# Noah's BLD Tutorials



## Noahaha (Oct 2, 2012)

Hey guys! So I'm going to be making a whole bunch of BLD tutorials in the next few months. Although I will be posting them on the CubingWorld channel, I'll also be updating this thread with them, so you guys can leave your comments and suggestions. Sometime in November I will be coming out with an 10 part 3-style tutorial, but I'm starting with more basic aspects of blindsolving.
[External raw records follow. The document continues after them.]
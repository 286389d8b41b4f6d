#![warn(missing_docs)]
#![warn(clippy::missing_docs_in_private_items)]

use std::{path::Path, time::Duration};

use anyhow::{Context, Result, bail};
use reqwest::Client;

use crate::{
    error::{GradeError, SheetsError},
    gemini::{DEFAULT_ENDPOINT, DEFAULT_MODEL, GeminiModel},
    grade,
    interpret::ScorePolicy,
    parts::encode_file,
    prompts::Prompts,
    sheets::SheetsClient,
    storage::SettingsStore,
    types::GradingResult,
};

/// Default timeout for a single model call, in seconds. Multi-page vision
/// requests on the pro models routinely take over a minute.
const DEFAULT_TIMEOUT_SECS: u64 = 300;

/// Gemini tuning parameters sourced from the environment.
#[derive(Debug, Clone)]
pub struct GeminiEnv {
    /// `GEMINI_API_KEY`, if set
    api_key:  Option<String>,
    /// `GEMINI_MODEL`, or [`DEFAULT_MODEL`]
    model:    String,
    /// `GEMINI_ENDPOINT`, or [`DEFAULT_ENDPOINT`]
    endpoint: String,
    /// `EXAMGRADER_TIMEOUT_SECS`, or [`DEFAULT_TIMEOUT_SECS`]
    timeout:  Duration,
}

impl GeminiEnv {
    /// Reads the Gemini settings from the environment.
    pub fn from_env() -> Self {
        Self {
            api_key:  read_var("GEMINI_API_KEY"),
            model:    read_var("GEMINI_MODEL").unwrap_or_else(|| DEFAULT_MODEL.to_string()),
            endpoint: read_var("GEMINI_ENDPOINT").unwrap_or_else(|| DEFAULT_ENDPOINT.to_string()),
            timeout:  read_timeout_secs("EXAMGRADER_TIMEOUT_SECS", DEFAULT_TIMEOUT_SECS),
        }
    }

    /// Returns the API key from the environment, if any.
    pub fn api_key(&self) -> Option<&str> {
        self.api_key.as_deref()
    }

    /// Returns the model identifier.
    pub fn model(&self) -> &str {
        &self.model
    }

    /// Returns the API root.
    pub fn endpoint(&self) -> &str {
        &self.endpoint
    }

    /// Returns the per-call timeout.
    pub fn timeout(&self) -> Duration {
        self.timeout
    }
}

/// Everything one grading run needs, built once by the caller and passed
/// around explicitly.
///
/// Two sessions with different keys can grade concurrently; nothing here is
/// global.
#[derive(Clone)]
pub struct Session {
    /// HTTP client shared by the Gemini and Sheets wrappers
    http:         Client,
    /// Model handle
    gemini:       GeminiModel,
    /// Prompt templates
    prompts:      Prompts,
    /// How decoded scores are treated
    score_policy: ScorePolicy,
}

impl Session {
    /// Creates a session for `api_key`, taking the remaining Gemini settings
    /// from `env`.
    pub fn new(api_key: impl Into<String>, env: &GeminiEnv) -> Result<Self> {
        let http = Client::builder()
            .build()
            .context("Failed to construct shared HTTP client")?;

        let gemini = GeminiModel::builder()
            .http(http.clone())
            .api_key(api_key)
            .model(env.model())
            .endpoint(env.endpoint())
            .timeout(env.timeout())
            .build();

        Ok(Self {
            http,
            gemini,
            prompts: Prompts::default(),
            score_policy: ScorePolicy::default(),
        })
    }

    /// Creates a session using `GEMINI_API_KEY`, falling back to the key in
    /// `store`.
    pub fn from_env_or_store(store: &SettingsStore) -> Result<Self> {
        let env = GeminiEnv::from_env();
        let key = match env.api_key().or_else(|| store.gemini_api_key()) {
            Some(key) if !key.trim().is_empty() => key.trim().to_string(),
            _ => bail!(
                "No Gemini API key configured. Run `examgrader setup --api-key <KEY>` or set \
                 GEMINI_API_KEY."
            ),
        };

        Self::new(key, &env)
    }

    /// Returns a copy using `policy` for decoded scores.
    pub fn with_score_policy(mut self, policy: ScorePolicy) -> Self {
        self.score_policy = policy;
        self
    }

    /// Returns a copy using custom prompts.
    pub fn with_prompts(mut self, prompts: Prompts) -> Self {
        self.prompts = prompts;
        self
    }

    /// Returns the model handle.
    pub fn gemini(&self) -> &GeminiModel {
        &self.gemini
    }

    /// Returns the prompt templates.
    pub fn prompts(&self) -> &Prompts {
        &self.prompts
    }

    /// Returns the score policy.
    pub fn score_policy(&self) -> ScorePolicy {
        self.score_policy
    }

    /// Returns a clone of the shared HTTP client.
    pub fn http_client(&self) -> Client {
        self.http.clone()
    }

    /// Extracts the answer key from a PDF on disk.
    pub async fn extract_answer_key(&self, pdf: impl AsRef<Path>) -> Result<String, GradeError> {
        let part = encode_file(pdf).await?;
        grade::extract_answer_key_with(&self.gemini, &self.prompts, part).await
    }

    /// Grades the exam pages at `pages` against `answer_key`.
    pub async fn grade<P: AsRef<Path>>(
        &self,
        answer_key: &str,
        pages: &[P],
    ) -> Result<GradingResult, GradeError> {
        grade::grade_files(&self.gemini, &self.prompts, answer_key, pages, self.score_policy)
            .await
    }

    /// Builds a Sheets client from a stored token.
    pub fn sheets(&self, token: Option<String>) -> Result<SheetsClient, SheetsError> {
        SheetsClient::authenticated(self.http_client(), token)
    }
}

/// Reads a trimmed, non-empty environment variable.
fn read_var(name: &str) -> Option<String> {
    std::env::var(name)
        .ok()
        .map(|value| value.trim().to_owned())
        .filter(|value| !value.is_empty())
}

/// Parses an environment variable into a `Duration`, falling back to
/// `default_secs` when parsing fails or the variable is missing.
fn read_timeout_secs(env: &str, default_secs: u64) -> Duration {
    std::env::var(env)
        .ok()
        .and_then(|value| value.parse::<u64>().ok())
        .map(Duration::from_secs)
        .unwrap_or_else(|| Duration::from_secs(default_secs))
}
Enjoy!

EDIT: 3-style tutorial is out!!!

*How to Solve a Rubik's Cube Blindfolded*



Spoiler



http://www.speedsolving.com/forum/showthread.php?40921-Noah-s-Blindfolded-Tutorial

This has it's own thread, so if you have any questions/comments, post them there.



*4BLD Tutorial*



Spoiler



http://www.speedsolving.com/forum/showthread.php?44872-Noah-s-4BLD-Tutorial

This has it's own thread, so if you have any questions/comments, post them there.
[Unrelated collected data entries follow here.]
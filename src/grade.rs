#![warn(missing_docs)]
#![warn(clippy::missing_docs_in_private_items)]

//! Builds the two model requests this tool makes: answer-key extraction from
//! a PDF, and grading of exam pages against that key.

use std::path::Path;

use crate::{
    error::GradeError,
    gemini::{GenerativeModel, Part},
    interpret::{ScorePolicy, interpret_with},
    parts::{EncodedFilePart, encode_all},
    prompts::Prompts,
    types::GradingResult,
};

/// One grading invocation: the rendered instruction plus the exam pages.
///
/// Built once and never mutated; the constructor rejects an empty page set so
/// the model is never asked to grade nothing.
#[derive(Debug, Clone)]
pub struct GradingRequest {
    /// Grading instructions with the answer key embedded
    instruction_text:      String,
    /// Answer key as supplied by the caller
    reference_answer_text: String,
    /// Exam pages, in the order they were given
    student_parts:         Vec<EncodedFilePart>,
}

impl GradingRequest {
    /// Creates a request with the built-in grading prompt.
    pub fn new(
        answer_key: impl Into<String>,
        pages: Vec<EncodedFilePart>,
    ) -> Result<Self, GradeError> {
        Self::with_prompts(&Prompts::default(), answer_key, pages)
    }

    /// Creates a request rendering `prompts`' grading template.
    pub fn with_prompts(
        prompts: &Prompts,
        answer_key: impl Into<String>,
        pages: Vec<EncodedFilePart>,
    ) -> Result<Self, GradeError> {
        if pages.is_empty() {
            return Err(GradeError::NoExamPages);
        }

        let reference_answer_text = answer_key.into();
        Ok(Self {
            instruction_text: prompts.grade_exam(&reference_answer_text),
            reference_answer_text,
            student_parts: pages,
        })
    }

    /// Returns the rendered instruction.
    pub fn instruction_text(&self) -> &str {
        &self.instruction_text
    }

    /// Returns the answer key.
    pub fn reference_answer_text(&self) -> &str {
        &self.reference_answer_text
    }

    /// Returns the exam pages.
    pub fn student_parts(&self) -> &[EncodedFilePart] {
        &self.student_parts
    }

    /// Consumes the request into model parts: the instruction first, then
    /// every page in order.
    pub fn into_parts(self) -> Vec<Part> {
        std::iter::once(Part::text(self.instruction_text))
            .chain(self.student_parts.into_iter().map(Part::from))
            .collect()
    }
}

/// Asks the model to pull the answer key out of a PDF, using the built-in
/// prompt. The reply is returned verbatim.
pub async fn extract_answer_key<M: GenerativeModel>(
    model: &M,
    pdf: EncodedFilePart,
) -> Result<String, GradeError> {
    extract_answer_key_with(model, &Prompts::default(), pdf).await
}

/// Like [`extract_answer_key`], with a custom prompt set.
pub async fn extract_answer_key_with<M: GenerativeModel>(
    model: &M,
    prompts: &Prompts,
    pdf: EncodedFilePart,
) -> Result<String, GradeError> {
    let parts = vec![Part::text(prompts.extract_answer_key()), Part::from(pdf)];

    let text = model.generate(parts).await.inspect_err(|e| {
        tracing::error!("Error extracting answer key from PDF: {e}");
    })?;
    Ok(text)
}

/// Sends a grading request and interprets the reply.
///
/// Only a failed model call is an error; an unparseable reply comes back as
/// a degraded [`GradingResult`].
pub async fn grade_exam<M: GenerativeModel>(
    model: &M,
    request: GradingRequest,
    policy: ScorePolicy,
) -> Result<GradingResult, GradeError> {
    let pages = request.student_parts().len();
    let text = model.generate(request.into_parts()).await.inspect_err(|e| {
        tracing::error!("Error grading exam: {e}");
    })?;

    let result = interpret_with(&text, policy);
    let student = match result.student_name.as_str() {
        "" => "<unknown>",
        name => name,
    };
    tracing::info!("Graded {pages} page(s): {student} scored {}", result.score);
    Ok(result)
}

/// Encodes exam pages from disk concurrently, then grades them.
///
/// If any page fails to load, nothing is sent to the model.
pub async fn grade_files<M, P>(
    model: &M,
    prompts: &Prompts,
    answer_key: &str,
    pages: &[P],
    policy: ScorePolicy,
) -> Result<GradingResult, GradeError>
where
    M: GenerativeModel,
    P: AsRef<Path>,
{
    if pages.is_empty() {
        return Err(GradeError::NoExamPages);
    }

    let parts = encode_all(pages).await?;
    let request = GradingRequest::with_prompts(prompts, answer_key, parts)?;
    grade_exam(model, request, policy).await
}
*How to Improve Your Memo for 3BLD*



Spoiler








This video is for anyone who already knows a BLD method and wants to get faster at memorization. Hopefully there is something in here for people of all levels. I originally had a part about parity, twisted corners and flipped edges, but the video was too long. I'll make a video later on these topics.

Example scramble:
U2 B' D R U F' L' D2 F2 R2 D F' U R2 F L2 B' D' R' U L B U F' D'



*Parity, Cycle Breaks, Twisted Corners and Flipped Edges*



Spoiler



http://www.youtube.com/watch?v=iceM_5kw_mI

This is a tutorial on dealing with the things BLDers hate the most (other than DNFs of course). I know I didn't really cover how to execute twisted corners and flipped edges, but my best advice is just to look up your favorite algorithms for these things.



*3BLD Progression*



Spoiler



http://www.youtube.com/watch?v=iXdiWOF5M38

This is not really a tutorial, more of just a rambling about transitioning between the methods. Hopefully it's useful.
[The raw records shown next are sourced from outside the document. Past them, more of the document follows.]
#![warn(missing_docs)]
#![warn(clippy::missing_docs_in_private_items)]

//! Minimal client for Gemini's REST `generateContent` endpoint.
//!
//! Only what a single request/response cycle needs: text and inline-data
//! parts on the way in, the first candidate's text on the way out. Failed
//! calls are never retried.

use std::{future::Future, time::Duration};

use bon::Builder;
use reqwest::Client;
use serde::{Deserialize, Serialize};

use crate::{error::GeminiError, parts::EncodedFilePart};

/// Model used when `GEMINI_MODEL` is not set.
pub const DEFAULT_MODEL: &str = "gemini-3-pro-preview";

/// API root used when `GEMINI_ENDPOINT` is not set.
pub const DEFAULT_ENDPOINT: &str = "https://generativelanguage.googleapis.com/v1beta";

/// One element of a prompt: either text or an inline file.
///
/// Variant order matters for `#[serde(untagged)]` decoding.
#[derive(Debug, Clone, PartialEq, Eq, Serialize, Deserialize)]
#[serde(untagged)]
pub enum Part {
    /// Plain text
    Text {
        /// The text content
        text: String,
    },
    /// A base64 file payload
    InlineData {
        /// Encoded file with its MIME type
        #[serde(rename = "inlineData")]
        inline_data: EncodedFilePart,
    },
}

impl Part {
    /// Creates a text part.
    pub fn text(text: impl Into<String>) -> Self {
        Part::Text { text: text.into() }
    }

    /// Returns the text if this is a text part.
    pub fn as_text(&self) -> Option<&str> {
        match self {
            Part::Text { text } => Some(text),
            Part::InlineData { .. } => None,
        }
    }

    /// Returns the encoded file if this is an inline-data part.
    pub fn as_inline_data(&self) -> Option<&EncodedFilePart> {
        match self {
            Part::Text { .. } => None,
            Part::InlineData { inline_data } => Some(inline_data),
        }
    }
}

impl From<EncodedFilePart> for Part {
    fn from(inline_data: EncodedFilePart) -> Self {
        Part::InlineData { inline_data }
    }
}

/// Anything that turns a sequence of prompt parts into free-form text.
///
/// [`GeminiModel`] is the production implementation; tests substitute their
/// own.
pub trait GenerativeModel {
    /// Sends `parts` as a single user turn and returns the model's text.
    fn generate(&self, parts: Vec<Part>)
    -> impl Future<Output = Result<String, GeminiError>> + Send;
}

/// A single conversation turn.
#[derive(Debug, Clone, Serialize, Deserialize)]
pub struct Content {
    /// `user` for requests, `model` in responses
    #[serde(skip_serializing_if = "Option::is_none")]
    pub role:  Option<String>,
    /// Ordered prompt parts
    #[serde(default)]
    pub parts: Vec<Part>,
}

/// Body of a `generateContent` call.
#[derive(Debug, Clone, Serialize)]
pub struct GenerateContentRequest {
    /// Conversation turns; always exactly one user turn here
    pub contents: Vec<Content>,
}

impl GenerateContentRequest {
    /// Wraps `parts` in a single user turn.
    pub fn new(parts: Vec<Part>) -> Self {
        Self {
            contents: vec![Content {
                role: Some("user".to_string()),
                parts,
            }],
        }
    }
}

/// Top-level `generateContent` response envelope.
#[derive(Debug, Deserialize)]
#[serde(rename_all = "camelCase")]
pub struct GenerateContentResponse {
    /// Candidate completions, possibly empty when the prompt was blocked
    #[serde(default)]
    pub candidates:      Vec<Candidate>,
    /// Present when the prompt itself was rejected
    pub prompt_feedback: Option<PromptFeedback>,
}

/// Candidate completion item.
#[derive(Debug, Deserialize)]
#[serde(rename_all = "camelCase")]
pub struct Candidate {
    /// Generated content; missing when generation stopped early
    pub content:       Option<CandidateContent>,
    /// `STOP`, `MAX_TOKENS`, `SAFETY`, ...
    pub finish_reason: Option<String>,
}

/// Content of a candidate. Kept separate from [`Content`] because response
/// parts may carry fields (thoughts, function calls) we do not model.
#[derive(Debug, Deserialize)]
pub struct CandidateContent {
    /// Response parts
    #[serde(default)]
    pub parts: Vec<ResponsePart>,
}

/// A response part; only text is of interest.
#[derive(Debug, Deserialize)]
pub struct ResponsePart {
    /// Generated text, if this is a text part
    pub text:    Option<String>,
    /// Set on reasoning summaries, which are not part of the answer
    #[serde(default)]
    pub thought: bool,
}

/// Feedback about the prompt.
#[derive(Debug, Deserialize)]
#[serde(rename_all = "camelCase")]
pub struct PromptFeedback {
    /// Why the prompt was blocked
    pub block_reason: Option<String>,
}

impl GenerateContentResponse {
    /// Concatenates the text parts of the first candidate.
    pub fn into_text(self) -> Result<String, GeminiError> {
        let block_reason = self.prompt_feedback.and_then(|f| f.block_reason);
        let Some(candidate) = self.candidates.into_iter().next() else {
            return Err(GeminiError::EmptyResponse { block_reason });
        };

        let text: String = candidate
            .content
            .map(|c| c.parts)
            .unwrap_or_default()
            .into_iter()
            .filter(|p| !p.thought)
            .filter_map(|p| p.text)
            .collect();

        if text.is_empty() {
            let block_reason =
                block_reason.or(candidate.finish_reason.filter(|reason| reason != "STOP"));
            return Err(GeminiError::EmptyResponse { block_reason });
        }

        Ok(text)
    }
}

/// A Gemini model reachable over HTTPS.
///
/// Holds only a credential and a model id, so it is cheap to recreate per
/// call and safe to share between concurrent grading attempts.
#[derive(Clone, Builder)]
#[builder(on(String, into))]
pub struct GeminiModel {
    /// Shared HTTP client
    #[builder(default)]
    http:     Client,
    /// Gemini API key
    api_key:  String,
    /// Model identifier, eg. `gemini-3-pro-preview`
    #[builder(default = DEFAULT_MODEL.to_string())]
    model:    String,
    /// API root, without a trailing slash
    #[builder(default = DEFAULT_ENDPOINT.to_string())]
    endpoint: String,
    /// Per-request timeout
    #[builder(default = Duration::from_secs(300))]
    timeout:  Duration,
}

impl GeminiModel {
    /// Returns the model identifier.
    pub fn model(&self) -> &str {
        &self.model
    }

    /// Returns the full `generateContent` URL for this model.
    pub fn url(&self) -> String {
        format!("{}/models/{}:generateContent", self.endpoint.trim_end_matches('/'), self.model)
    }
}

impl GenerativeModel for GeminiModel {
    async fn generate(&self, parts: Vec<Part>) -> Result<String, GeminiError> {
        tracing::info!("Sending {} part(s) to {}", parts.len(), self.model);

        let response = self
            .http
            .post(self.url())
            .timeout(self.timeout)
            .header("x-goog-api-key", &self.api_key)
            .json(&GenerateContentRequest::new(parts))
            .send()
            .await?;

        let status = response.status();
        let body = response.text().await?;
        if !status.is_success() {
            return Err(GeminiError::Status { status, body });
        }

        let envelope: GenerateContentResponse = match serde_json::from_str(&body) {
            Ok(envelope) => envelope,
            Err(source) => return Err(GeminiError::Decode { source, body }),
        };

        envelope.into_text()
    }
}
*The Journey Method for Multi Blind*



Spoiler



http://www.youtube.com/watch?v=bXYIk7hH2Oc

In this video I talk about using the journey/rooms method to memorize large amounts of information in long-term memory, and also how to use this method for MBLD.



*4BLD Memo Tutorial/Tips*



Spoiler



http://www.youtube.com/watch?v=KeME7rurf9k

Here are some tips on 4BLD memo. I learned a lot of this stuff from Daniel Sheppard's tutorials, but hopefully some of it was my own as well.



*My Algs for Twisting Corners and Flipping Edges*


Spoiler



http://www.youtube.com/watch?v=QyGUIzbOvzI



*Tips and Tricks for 3BLD Memorization*



Spoiler



http://www.youtube.com/watch?v=QB0Sjf85tkA



*Bigger BLD Memorization Techniques*



Spoiler



http://www.youtube.com/watch?v=LblFK1uameA



*Think Ahead*



Spoiler



http://www.youtube.com/watch?v=ECLG6bkqk-Y

This is a really important technique for BLD.



*3-Style Tutorial*



Spoiler



http://www.speedsolving.com/forum/showthread.php?39409-Noah-s-3-Style-Tutorial

This one has it's own thread, so all the info is there. Enjoy!



*Guide to Transitioning to 3-cycle BLD (written tutorial)*



Spoiler



http://www.speedsolving.com/forum/showthread.php?36963-Guide-to-Transitioning-to-3-Cycle-BLD



*My 3-Style Algs (list)*



Spoiler



http://www.speedsolving.com/forum/showthread.php?40042-Noah-s-3-Style-Algs


----------



## brandbest1 (Oct 2, 2012)

Yay, I love your tutorials, they are the best! I am looking forward to improving at 3-style!


----------



## tx789 (Oct 2, 2012)

these vids will be in two threads


still I want to start BLD memo is the only thing stopping me (mine is bad and I never do it anyway)


----------



## Riley (Oct 2, 2012)

Thanks for these; I really appreciate them. I can't wait for the 3-style tutorial!


----------



## Jaycee (Oct 2, 2012)

Noah shall be my BLD inspiration.


----------



## rubikmaster (Oct 4, 2012)

I'm really glad to have such a successful BLD solver on CubingWorld.  It looks like you're inspiring a lot of people and they love your tutorials. I used to do BLD a little bit but I stopped a long time ago. But I think I'm gonna get back into it so I can use your tutorials for my improvement too. You seem to have to a lot of experience and a lot of knowledge on BLD.


----------



## Petro Leum (Oct 4, 2012)

This is so cool!


----------



## wizH (Oct 4, 2012)

Awesome, might just start learning this whole blindfolded thing - seems pretty cool!


----------



## Noahaha (Oct 4, 2012)

Thanks for the positive feedback guys. More videos coming.


----------



## PandaCuber (Oct 4, 2012)

hey hey noah. im having trouble with edges. you place a sticker with a letter and then make words out of memo, but i keep forgetting which sticker goes to what letter.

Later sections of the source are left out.